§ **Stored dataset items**
=======

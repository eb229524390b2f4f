//! Request types for the employment credit API.
//!
//! This module defines the JSON request structures for the `/calculate` endpoint.

use chrono::NaiveDate;
use serde::{Deserialize, Serialize};

use crate::models::{RateSchedule, WorkforceSnapshot};

/// Request body for the `/calculate` endpoint.
#[derive(Debug, Clone, Serialize, Deserialize)]
pub struct CalculationRequest {
    /// Headcounts for the prior year.
    pub prior: HeadcountRequest,
    /// Headcounts for the current year.
    pub current: HeadcountRequest,
    /// Whether the workplace is outside the metro region.
    #[serde(default)]
    pub is_non_metro: bool,
    /// Date used to select the configured rate schedule. The latest schedule
    /// is used when omitted.
    #[serde(default)]
    pub assessment_date: Option<NaiveDate>,
    /// Rates to use instead of the configured schedule.
    #[serde(default)]
    pub rates: Option<RateSchedule>,
}

/// One year's headcounts in a calculation request.
///
/// Counts are signed so negative input is reported as a validation error
/// naming the field rather than as a JSON type error.
#[derive(Debug, Clone, Copy, Serialize, Deserialize)]
pub struct HeadcountRequest {
    /// Regular workers.
    pub regular: i64,
    /// Youth workers.
    pub youth: i64,
}

impl CalculationRequest {
    /// Returns the four headcounts as a snapshot.
    pub fn snapshot(&self) -> WorkforceSnapshot {
        WorkforceSnapshot::new(
            self.prior.regular,
            self.prior.youth,
            self.current.regular,
            self.current.youth,
        )
    }
}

=======

§ **WORK TASK**
Report how many lines in the records hold the word "WorkforceSnapshot", giving the number and nothing else.

§ **REPLY**
3